In such tight and cramped quarters, disease spreads rapidly and so turkeys are given antibiotics (which, in turn, is ingested by humans and raises our resistance to antibiotics), but many birds still get sick and live without veterinary care. They live in utter filth, breathe in ammonia and bacteria-filled air from urinating and defecating on one another, and endure abuse at the hands of factory farm workers. Undercover investigations over the years have brought to light the regularity of violence within factory farms, and much of the abuse is shrugged off and considered standard practices.
After about 5 months – just about 20 weeks of life (and sometimes even as early as 12 weeks) – turkeys are taken to slaughter, where they face an entirely new set of traumas.
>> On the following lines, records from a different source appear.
pub mod advisory;
pub mod altitude;
pub mod bits;
pub mod block;
pub mod cat048;
pub mod cat062;
pub mod codec;
mod configuration;
pub mod error;
pub mod fspec;
pub mod item;
pub mod metrics;
pub mod record;
pub mod trace;

pub use crate::block::DataBlock;
pub use crate::configuration::load_options;
pub use crate::configuration::Configuration;
pub use crate::error::DecodeError;
pub use crate::record::DecoderOptions;
pub use crate::record::Record;
use crate::error::DecodeError;

use anyhow::Result;

use lazy_static::lazy_static;

use prometheus::register_int_counter_vec;
use prometheus::Encoder;
use prometheus::IntCounterVec;
use prometheus::TextEncoder;

lazy_static! {
    static ref DATA_BLOCKS: IntCounterVec = register_int_counter_vec!(
        "asterix_data_blocks_total",
        "Number of ASTERIX data blocks read",
        &["category"],
    )
    .unwrap();
    static ref RECORDS: IntCounterVec = register_int_counter_vec!(
        "asterix_records_decoded_total",
        "Number of ASTERIX records decoded",
        &["category"],
    )
    .unwrap();
    static ref ERRORS: IntCounterVec = register_int_counter_vec!(
        "asterix_decode_errors_total",
        "Number of ASTERIX data blocks that failed to decode",
        &["category", "error_type"],
    )
    .unwrap();
}

fn label(category: u8) -> String {
    format!("{:03}", category)
}

pub fn data_block(category: u8) {
    DATA_BLOCKS.with_label_values(&[&label(category)]).inc();
}

pub fn records_decoded(category: u8, count: usize) {
    RECORDS
        .with_label_values(&[&label(category)])
        .inc_by(count as u64);
}

pub fn decode_error(category: u8, error: &DecodeError) {
    ERRORS
        .with_label_values(&[&label(category), error.kind()])
        .inc();
}

/// All registered metrics in the Prometheus text format
pub fn render() -> Result<String> {
    let mut buffer = Vec::new();

    TextEncoder::new().encode(&prometheus::gather(), &mut buffer)?;

    Ok(String::from_utf8(buffer)?)
}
For these birds, the first time they go outside is not to take a dust bath or to stretch their legs and run in a field of grass; instead, they are thrown into transportation trucks and crammed into tiny crates that are piled high inside the trucks. The hundreds of birds per truck are handled so aggressively that it is not uncommon for their wings and legs to be broken – or their feet to be ripped off completely – in the process. During transportation, turkeys, like chickens, do not have any legal protections; they are not given food or water, and some die from starvation or dehydration. The slated crates do little to protect the turkeys from the elements, and many fall victim to hyperthermia or heat exhaustion, while others experience heart failure from the stress on their already fragile and compromised bodies.
Inside the slaughterhouse, the surviving turkeys are hung upside down by their feet and electrocuted in attempts to render them unconscious before their throats are cut. Trouble is, all this happens so quickly and haphazardly that not all the turkeys are killed or even unconscious. Many are alive and aware when they are then submerged into scalding hot water to be defeathered. (If you don’t believe any of this, a quick YouTube search of undercover videos will confirm each and every torturous stage.)
What an excruciating life… and death.
Weren’t we all taught that Thanksgiving is about peace, respect, kindness, compassion, and gratitude? Celebrating these ideals over the tortured corpse of a once sentient being is inconsistent – hypocritical, even – with the notion of Thanksgiving.
Isn’t it time we started celebrating who is around the table and not who is on it?